• [Goal of the exercise]: Only the number is needed: how many lines in the entries below contain the string "IntoRange"?

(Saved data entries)
-------------------------

impl<K, V, C> BstMap<K, V, C>
where
    C: Compare<K>,
{
    /// Creates an empty map ordered by `cmp`.
    ///
    /// # Examples
    ///
    /// ```
    /// use bst_collections::BstMap;
    /// use compare::{natural, Compare};
    ///
    /// let mut map = BstMap::with_cmp(natural().rev());
    /// map.extend([(1, 'a'), (2, 'b'), (3, 'c')]);
    ///
    /// // greatest key first under the reversed order
    /// assert_eq!(map.first_key_value(), Some((&3, &'c')));
    /// ```
    pub fn with_cmp(cmp: C) -> Self {
        BstMap {
            root: None,
            len: 0,
            cmp,
        }
    }

    /// Returns the map's comparator.
    pub fn cmp(&self) -> &C {
        &self.cmp
    }

    /// Returns true if the map contains no entries.
    pub fn is_empty(&self) -> bool {
        self.len == 0
    }

    /// Returns the number of entries in the map.
    pub fn len(&self) -> usize {
        self.len
    }

    /// Removes all entries.
    pub fn clear(&mut self) {
        node::drop_tree(self.root.take());
        self.len = 0;
    }

    /// Inserts an entry, returning the previous value for an equal key.
    ///
    /// An equal key is itself replaced by `key`; the two may be
    /// distinguishable even though the comparator equates them.
    pub fn insert(&mut self, key: K, val: V) -> Option<V> {
        let old = node::insert(&mut self.root, &self.cmp, key, val);
        if old.is_none() {
            self.len += 1;
        }
        old
    }

    /// Removes the entry for `key`, returning it if it was present.
    ///
    /// # Examples
    ///
    /// ```
    /// use bst_collections::BstMap;
    ///
    /// let mut map = BstMap::new();
    /// map.insert(1, "a");
    ///
    /// assert_eq!(map.remove(&1), Some((1, "a")));
    /// assert_eq!(map.remove(&1), None);
    /// ```
    pub fn remove<Q>(&mut self, key: &Q) -> Option<(K, V)>
    where
        C: Compare<Q, K>,
        Q: ?Sized,
    {
        let entry = node::remove(&mut self.root, &self.cmp, key);
        if entry.is_some() {
            self.len -= 1;
        }
        entry
    }

    /// Returns true if the map contains `key`.
    pub fn contains_key<Q>(&self, key: &Q) -> bool
    where
        C: Compare<Q, K>,
        Q: ?Sized,
    {
        self.get(key).is_some()
    }

    /// Returns a reference to the value associated with `key`.
    pub fn get<Q>(&self, key: &Q) -> Option<&V>
    where
        C: Compare<Q, K>,
        Q: ?Sized,
    {
        node::get(&self.root, &self.cmp, key).map(|node| &node.val)
    }

    /// Returns a mutable reference to the value associated with `key`.
    pub fn get_mut<Q>(&mut self, key: &Q) -> Option<&mut V>
    where
        C: Compare<Q, K>,
        Q: ?Sized,
    {
        node::get_mut(&mut self.root, &self.cmp, key)
    }

    /// Returns the entry with the least key.
    ///
    /// Named in std's first/last vocabulary: a plain `min` method would be
    /// shadowed by `Ord::min` whenever the map itself is `Ord`.
    pub fn first_key_value(&self) -> Option<(&K, &V)> {
        node::min(&self.root).map(Node::entry)
    }

    /// Returns the entry with the greatest key.
    pub fn last_key_value(&self) -> Option<(&K, &V)> {
        node::max(&self.root).map(Node::entry)
    }

    /// Returns the entry with the least key, with a mutable value reference.
    pub fn first_key_value_mut(&mut self) -> Option<(&K, &mut V)> {
        node::min_mut(&mut self.root)
    }

    /// Returns the entry with the greatest key, with a mutable value
    /// reference.
    pub fn last_key_value_mut(&mut self) -> Option<(&K, &mut V)> {
        node::max_mut(&mut self.root)
    }

    /// Removes and returns the entry with the least key.
    pub fn pop_first(&mut self) -> Option<(K, V)> {
        let node = node::detach_min(&mut self.root)?;
        self.len -= 1;
        let node = *node;
        Some((node.key, node.val))
    }

    /// Removes and returns the entry with the greatest key.
    pub fn pop_last(&mut self) -> Option<(K, V)> {
        let node = node::detach_max(&mut self.root)?;
        self.len -= 1;
        let node = *node;
        Some((node.key, node.val))
    }

    /// Returns the entry with the greatest key strictly below `key`.
    ///
    /// # Examples
    ///
    /// ```
    /// use bst_collections::BstMap;
    ///
    /// let mut map = BstMap::new();
    /// map.extend([(1, 'a'), (3, 'c'), (5, 'e')]);
    ///
    /// assert_eq!(map.pred(&4), Some((&3, &'c')));
    /// assert_eq!(map.pred(&3), Some((&1, &'a')));
    /// assert_eq!(map.pred(&1), None);
    /// ```
    pub fn pred<Q>(&self, key: &Q) -> Option<(&K, &V)>
    where
        C: Compare<Q, K>,
        Q: ?Sized,
    {
        node::pred(&self.root, &self.cmp, key, false).map(Node::entry)
    }

    /// Like [`pred`](Self::pred), but an exact match is returned as is.
    pub fn pred_or_eq<Q>(&self, key: &Q) -> Option<(&K, &V)>
    where
        C: Compare<Q, K>,
        Q: ?Sized,
    {
        node::pred(&self.root, &self.cmp, key, true).map(Node::entry)
    }

    /// [`pred`](Self::pred) with a mutable value reference.
    pub fn pred_mut<Q>(&mut self, key: &Q) -> Option<(&K, &mut V)>
    where
        C: Compare<Q, K>,
        Q: ?Sized,
    {
        node::pred_mut(&mut self.root, &self.cmp, key, false)
    }

    /// [`pred_or_eq`](Self::pred_or_eq) with a mutable value reference.
    pub fn pred_or_eq_mut<Q>(&mut self, key: &Q) -> Option<(&K, &mut V)>
    where
        C: Compare<Q, K>,
        Q: ?Sized,
    {
        node::pred_mut(&mut self.root, &self.cmp, key, true)
    }

    /// Returns the entry with the least key strictly above `key`.
    pub fn succ<Q>(&self, key: &Q) -> Option<(&K, &V)>
    where
        C: Compare<Q, K>,
        Q: ?Sized,
    {
        node::succ(&self.root, &self.cmp, key, false).map(Node::entry)
    }

    /// Like [`succ`](Self::succ), but an exact match is returned as is.
    pub fn succ_or_eq<Q>(&self, key: &Q) -> Option<(&K, &V)>
    where
        C: Compare<Q, K>,
        Q: ?Sized,
    {
        node::succ(&self.root, &self.cmp, key, true).map(Node::entry)
    }

    /// [`succ`](Self::succ) with a mutable value reference.
    pub fn succ_mut<Q>(&mut self, key: &Q) -> Option<(&K, &mut V)>
    where
        C: Compare<Q, K>,
        Q: ?Sized,
    {
        node::succ_mut(&mut self.root, &self.cmp, key, false)
    }

    /// [`succ_or_eq`](Self::succ_or_eq) with a mutable value reference.
    pub fn succ_or_eq_mut<Q>(&mut self, key: &Q) -> Option<(&K, &mut V)>
    where
        C: Compare<Q, K>,
        Q: ?Sized,
    {
        node::succ_mut(&mut self.root, &self.cmp, key, true)
    }

    /// Removes and returns the entry with the greatest key strictly below
    /// `key`.
    ///
    /// # Examples
    ///
    /// ```
    /// use bst_collections::BstMap;
    ///
    /// let mut map = BstMap::new();
    /// map.extend([(1, 'a'), (2, 'b'), (3, 'c')]);
    ///
    /// assert_eq!(map.remove_pred(&1), None);
    /// assert_eq!(map.remove_pred(&2), Some((1, 'a')));
    /// assert_eq!(map.remove_pred_or_eq(&2), Some((2, 'b')));
    /// ```
    pub fn remove_pred<Q>(&mut self, key: &Q) -> Option<(K, V)>
    where
        C: Compare<Q, K>,
        Q: ?Sized,
    {
        let entry = node::remove_pred(&mut self.root, &self.cmp, key, false);
        if entry.is_some() {
            self.len -= 1;
        }
        entry
    }

    /// Like [`remove_pred`](Self::remove_pred), but an exact match is
    /// removed instead.
    pub fn remove_pred_or_eq<Q>(&mut self, key: &Q) -> Option<(K, V)>
    where
        C: Compare<Q, K>,
        Q: ?Sized,
    {
        let entry = node::remove_pred(&mut self.root, &self.cmp, key, true);
        if entry.is_some() {
            self.len -= 1;
        }
        entry
    }

    /// Removes and returns the entry with the least key strictly above
    /// `key`.
    pub fn remove_succ<Q>(&mut self, key: &Q) -> Option<(K, V)>
    where
        C: Compare<Q, K>,
        Q: ?Sized,
    {
        let entry = node::remove_succ(&mut self.root, &self.cmp, key, false);
        if entry.is_some() {
            self.len -= 1;
        }
        entry
    }

    /// Like [`remove_succ`](Self::remove_succ), but an exact match is
    /// removed instead.
    pub fn remove_succ_or_eq<Q>(&mut self, key: &Q) -> Option<(K, V)>
    where
        C: Compare<Q, K>,
        Q: ?Sized,
    {
        let entry = node::remove_succ(&mut self.root, &self.cmp, key, true);
        if entry.is_some() {
            self.len -= 1;
        }
        entry
    }

    /// Returns an `Entry` for in-place update of the value at `key`.
    ///
    /// # Examples
    ///
    /// ```
    /// use bst_collections::BstMap;
    ///
    /// let mut map = BstMap::new();
    /// map.insert("a", 1);
    ///
    /// *map.entry("a").or_insert(0) += 10;
    /// *map.entry("b").or_insert(0) += 10;
    ///
    /// assert_eq!(map.get(&"a"), Some(&11));
    /// assert_eq!(map.get(&"b"), Some(&10));
    /// ```
    pub fn entry(&mut self, key: K) -> Entry<'_, K, V, C> {
        // TODO: find the slot once instead of twice
        if self.contains_key(&key) {
            let val = self.get_mut(&key).expect("contains_key was just true");
            Entry::Occupied(OccupiedEntry { key, val })
        } else {
            Entry::Vacant(VacantEntry { key, map: self })
        }
    }

    /// Returns a double-ended iterator over the entries in key order.
    pub fn iter(&self) -> Iter<'_, K, V> {
        Iter(InOrder::new(self.root.as_deref().map(RefFrame::new), self.len))
    }

    /// Returns a double-ended iterator over the entries in key order, with
    /// mutable value references.
    pub fn iter_mut(&mut self) -> IterMut<'_, K, V> {
        IterMut(InOrder::new(
            self.root.as_deref_mut().map(MutFrame::new),
            self.len,
        ))
    }

    /// Returns a double-ended iterator over the entries whose keys lie
    /// within the given bounds.
    ///
    /// # Examples
    ///
    /// ```
    /// use bst_collections::BstMap;
    /// use std::ops::Bound;
    ///
    /// let mut map = BstMap::new();
    /// map.extend([(5, 'e'), (3, 'c'), (8, 'h'), (1, 'a'), (4, 'd')]);
    ///
    /// let keys: Vec<i32> = map
    ///     .range(Bound::Included(&3), Bound::Excluded(&8))
    ///     .map(|(&k, _)| k)
    ///     .collect();
    /// assert_eq!(keys, [3, 4, 5]);
    /// ```
    pub fn range<Lo, Hi>(
        &self,
        lower: Bound<&Lo>,
        upper: Bound<&Hi>,
    ) -> Range<'_, K, V>
    where
        C: Compare<Lo, K> + Compare<Hi, K>,
        Lo: ?Sized,
        Hi: ?Sized,
    {
        Range(InOrderRange::new(
            self.root.as_deref().map(RefFrame::new),
            self.len,
            &self.cmp,
            lower,
            upper,
        ))
    }

    /// [`range`](Self::range) with mutable value references.
    pub fn range_mut<Lo, Hi>(
        &mut self,
        lower: Bound<&Lo>,
        upper: Bound<&Hi>,
    ) -> RangeMut<'_, K, V>
    where
        C: Compare<Lo, K> + Compare<Hi, K>,
        Lo: ?Sized,
        Hi: ?Sized,
    {
        RangeMut(InOrderRange::new(
            self.root.as_deref_mut().map(MutFrame::new),
            self.len,
            &self.cmp,
            lower,
            upper,
        ))
    }

    /// Consumes the map and returns a double-ended iterator over the owned
    /// entries whose keys lie within the given bounds.  Entries outside the
    /// bounds are dropped.
    pub fn into_range<Lo, Hi>(
        mut self,
        lower: Bound<&Lo>,
        upper: Bound<&Hi>,
    ) -> IntoRange<K, V>
    where
        C: Compare<Lo, K> + Compare<Hi, K>,
        Lo: ?Sized,
        Hi: ?Sized,
    {
        let root = self.root.take();
        let len = self.len;
        IntoRange(InOrderRange::new(root, len, &self.cmp, lower, upper))
    }

    /// Verifies the search-tree invariants: keys strictly increasing under
    /// the comparator, and `len` equal to the node count.
    ///
    /// Intended for tests; a map that fails this check has hit a bug in
    /// this crate.
    pub fn check(&self) -> Result<(), &'static str> {
        let mut stack = Vec::new();
        let mut cur = self.root.as_deref();
        let mut prev: Option<&K> = None;
        let mut count = 0;

        while cur.is_some() || !stack.is_empty() {
            while let Some(node) = cur {
                stack.push(node);
                cur = node.left.as_deref();
            }

            let node = stack.pop().expect("loop guard ensures a pending node");
            if let Some(prev) = prev {
                if self.cmp.compare(prev, &node.key) != Ordering::Less {
                    return Err("keys are not strictly increasing");
                }
            }
            prev = Some(&node.key);
            count += 1;
            cur = node.right.as_deref();
        }

        if count == self.len {
            Ok(())
        } else {
            Err("len is out of sync with the tree")
        }
    }
}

-------------------------

• [Answer box]: 2